Protection from lightning stroke is made with separate lightning-rods or ropes set on building.
Lightning-rods are selected in accordance to building’s plan. Lightning-rods of objects referred to category I are not set on the building however they should have dielectric stand 8 m above the building, grounding resistance up to 10 ohm and be situated 8 m as nearest. Grounding resistance is to be 20 ohm as maximum in category III .
To protect buildings and structures referred to categories II and III from lightning stroke lightning-rods are set separately or on the building as not insolated rods and ropes, or as metallic cell made from wire of 6-8 mm in diameter.
Connecting nearly situated metallic components of building, such as pipelines, in the places where less 10 cm is between them along every 20 - 25 m prevents electric induction. Resistance of that connection should be 0.03 ohm as maximum.
Grounding metallic parts of communication and other systems prevents transferring high electric potential inside building.
4.2. Fire safety systems
4.2.1. Fire safety
Variety of technological processes and occupational objects poses many methods for fire prevention. Fire safety of areas with computer terminals is maintained by Fire Safety Rules in Ukraine “DNAOP 0.00-1.31-99” and other standards.
Buildings and their areas equipped with computers should have second degree of fire resistance as minimum. Neighboring areas can’t be referred to A and B category of fire and explosion risk. B category areas should be isolated from areas with computers by fire resistant walls.
Fire rated floors in computer areas is made from incombustible materials (or hard-combustible ones with fire resistance 30 min as minimum). Space under detachable floor is separated with incombustible supports. Fire resistance lower limit of the supports is 75 min. Communication cables are mounted through the supports in special rings using incombustible seal to prevent spreading fire from one area into another.
Soundproof equipment is also made from incombustible or hard-combustible material.
Areas equipped with computers should have automatic fire alarm system with smoke detectors and manual fire extinguishers in quantity 2 units for each 20 m2 of the total floor area what considers limits of acceptable concentration of extinguishing substance also.

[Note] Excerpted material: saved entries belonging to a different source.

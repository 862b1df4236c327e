use std::sync::Arc;

use axum::routing::{get, post};
use axum::Router;

use crate::server::endpoints::{generate, reference, status};
use crate::types::PlannerState;

mod endpoints;
mod types;

/// Creates a router that can be used by `axum`.
///
/// # Parameters
/// - `app_state`: The app server state.
///
/// # Returns
/// The router.
pub fn create_router(app_state: Arc<PlannerState>) -> Router {
    // Reference-data proxies backing the wizard's dropdowns.
    let reference_router = Router::new()
        .route("/departments", get(reference::get_departments))
        .route("/classes", get(reference::get_all_classes))
        .route("/classes/:department_id", get(reference::get_classes))
        .route("/courses", get(reference::get_all_courses))
        .route("/courses/:department_id", get(reference::get_courses))
        .route(
            "/events",
            get(reference::get_all_events).post(reference::post_event),
        )
        .route("/events/:department_id", get(reference::get_events))
        .route("/constraints", get(reference::get_all_constraints))
        .route(
            "/constraints/:department_id",
            get(reference::get_constraints),
        );

    Router::new()
        .route("/health", get(status::get_health))
        .route("/preview", post(generate::post_preview))
        .route("/generate", post(generate::post_generate))
        .route("/runs/:run_id", get(status::get_run))
        .nest("/reference", reference_router)
        .with_state(app_state)
}
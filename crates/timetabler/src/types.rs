//! Shared application state.

use crate::api::ApiClient;
use crate::config::PlannerConfig;
use crate::runs::RunRegistry;

/// State shared by every endpoint: configuration, the backend client, and
/// the registry of recent generation runs.
pub struct PlannerState {
    pub config: PlannerConfig,
    pub api: ApiClient,
    pub runs: RunRegistry,
}

impl PlannerState {
    pub fn new(config: PlannerConfig) -> Result<Self, crate::api::ApiError> {
        let api = ApiClient::with_config(config.backend())?;
        Ok(Self {
            config,
            api,
            runs: RunRegistry::with_default_ttl(),
        })
    }
}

Cables situated under the floor should be cleaned from dust quarterly at least.
4.2.2. Automatic fire detectors installing.
Automatic fire detectors are mounted all over the work area to cover all fire dangerous zones. Point fire detectors are recommended to instal in the area using scheme of triangle or square locating.

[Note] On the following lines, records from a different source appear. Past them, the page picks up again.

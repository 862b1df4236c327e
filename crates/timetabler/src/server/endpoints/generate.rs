//! Endpoints for the generation workflow: preview (allocate only) and
//! generate (allocate, then submit to the backend).

use axum::extract::State;
use axum::http::StatusCode;
use axum::response::{IntoResponse, Response};
use axum::Json;
use serde_json::json;
use std::sync::Arc;
use tracing::{error, info};

use crate::api::{self, ApiError, SubmissionParams};
use crate::calendar;
use crate::model::{GenerateRequest, TrainingClass};
use crate::planner::{self, PlanOutcome, PlannerInput};
use crate::runs::RunId;
use crate::server::types::ApiErrorType;
use crate::types::PlannerState;

/// POST /preview
///
/// Runs the allocator without touching the backend; returns the would-be
/// assignments and the summary so the wizard can show the grid first.
pub async fn post_preview(
    State(s): State<Arc<PlannerState>>,
    Json(request): Json<GenerateRequest>,
) -> Response {
    info!(
        department_id = request.department_id,
        courses = request.courses.len(),
        "POST /preview"
    );

    let outcome = match build_plan(&s, &request).await {
        Ok(outcome) => outcome,
        Err((_, response)) => return response,
    };

    (
        StatusCode::OK,
        Json(json!({
            "summary": outcome.summary,
            "assignments": outcome.assignments,
        })),
    )
        .into_response()
}

/// POST /generate
///
/// The full workflow: allocate, then submit the assignment list to the
/// backend (batched when large), recording the run in the registry.
pub async fn post_generate(
    State(s): State<Arc<PlannerState>>,
    Json(request): Json<GenerateRequest>,
) -> Response {
    let run_id = match serde_json::to_vec(&request) {
        Ok(bytes) => RunId::from_request_bytes(&bytes),
        Err(e) => {
            return ApiErrorType::from((
                StatusCode::BAD_REQUEST,
                "Could not serialize request",
                Some(e.to_string()),
            ))
            .into_response()
        }
    };

    info!(
        run_id = %run_id,
        department_id = request.department_id,
        courses = request.courses.len(),
        "POST /generate"
    );
    s.runs.start(run_id.clone(), request.department_id);

    let outcome = match build_plan(&s, &request).await {
        Ok(outcome) => outcome,
        Err((reason, response)) => {
            s.runs.fail(&run_id, reason);
            return response;
        }
    };

    if outcome.assignments.is_empty() {
        // Nothing to persist; report the (empty) summary without a
        // backend round trip.
        s.runs.complete(&run_id, outcome.summary.clone(), false);
        return (
            StatusCode::OK,
            Json(json!({
                "run_id": run_id,
                "summary": outcome.summary,
                "submitted": false,
            })),
        )
            .into_response();
    }

    let params = SubmissionParams {
        department_id: request.department_id,
        semester_start: request.semester_start,
        total_weeks: request.total_weeks,
        generation_run_id: run_id.as_str().to_string(),
        notes: request.notes.clone(),
    };

    match api::submit_schedule(&s.api, &params, &outcome.assignments).await {
        Ok(backend_response) => {
            s.runs.complete(&run_id, outcome.summary.clone(), true);
            (
                StatusCode::OK,
                Json(json!({
                    "run_id": run_id,
                    "summary": outcome.summary,
                    "submitted": true,
                    "backend": backend_response,
                })),
            )
                .into_response()
        }
        Err(e) => {
            error!(run_id = %run_id, error = %e, "Schedule submission failed");
            s.runs.fail(&run_id, e.to_string());
            submit_error_to_response(e)
        }
    }
}

/// Validates a request and runs the planning pass over it.
///
/// Classes omitted from the request are loaded from the backend; events
/// are narrowed to the department before the planner sees them.
///
/// Failures carry the reason alongside the HTTP response so the run
/// registry can record what actually went wrong.
async fn build_plan(
    s: &Arc<PlannerState>,
    request: &GenerateRequest,
) -> Result<PlanOutcome, (String, Response)> {
    if let Err(message) = validate(request) {
        return Err((
            message.to_string(),
            ApiErrorType::from((StatusCode::UNPROCESSABLE_ENTITY, message, None)).into_response(),
        ));
    }

    let classes: Vec<TrainingClass> = if request.classes.is_empty() {
        s.api
            .classes_by_department(request.department_id)
            .await
            .map_err(|e| {
                (
                    format!("Failed to load reference data: {e}"),
                    load_error_to_response(&e),
                )
            })?
    } else {
        request.classes.clone()
    };

    let events = calendar::applicable_events(&request.events, request.department_id);

    Ok(planner::plan(&PlannerInput {
        courses: &request.courses,
        classes: &classes,
        events: &events,
        semester_start: request.semester_start,
        total_weeks: request.total_weeks,
        prioritize_morning: request.prioritize_morning,
    }))
}

fn validate(request: &GenerateRequest) -> Result<(), &'static str> {
    if request.department_id <= 0 {
        return Err("A department must be selected");
    }
    if request.total_weeks == 0 {
        return Err("total_weeks must be at least 1");
    }
    if request.courses.is_empty() {
        return Err("At least one course must be configured");
    }
    Ok(())
}

fn load_error_to_response(error: &ApiError) -> Response {
    ApiErrorType::from((
        StatusCode::BAD_GATEWAY,
        "Failed to load reference data",
        Some(error.to_string()),
    ))
    .into_response()
}

/// Maps a submission failure to an HTTP response.
fn submit_error_to_response(error: ApiError) -> Response {
    let (status, message) = match &error {
        ApiError::PayloadTooLarge { .. } => (
            StatusCode::PAYLOAD_TOO_LARGE,
            "Generated schedule is too large to submit",
        ),
        ApiError::BatchFailed { .. } => (
            StatusCode::BAD_GATEWAY,
            "Batch submission failed; earlier batches were not rolled back",
        ),
        ApiError::Rejected { .. } => (StatusCode::BAD_GATEWAY, "Backend rejected the schedule"),
        ApiError::Network { .. } | ApiError::UnexpectedStatus { .. } => {
            (StatusCode::BAD_GATEWAY, "Backend request failed")
        }
        _ => (
            StatusCode::INTERNAL_SERVER_ERROR,
            "Schedule submission failed",
        ),
    };

    ApiErrorType::from((status, message, Some(error.to_string()))).into_response()
}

Detectors are mounted under cover. In exceptional cases it’s allowed to set them on the wall, beam, column, or hang on the rope also.
Inside the area having width up to 3 m the distance between smoke point detectors is allowed to increase up to 15 m along the length, besides first and last detectors should be distanced from the wall at least at 7.5 m.
Inside the area of height over 8 m linear detectors are set in two rows.
Maximal and maximal-differential heat detectors are activated by temperature from at least 20С up to 70C over maximal acceptable air temperature. Maximal distance from source radiating heat (incandescent lamp etc) to detector makes 0.5 m.
Fire detectors are mounted under cover, on the walls or another construction components of the building. Detection angle, maximal detection distance and controlled area of one detector shouldn’t exceed values established in its technical documents.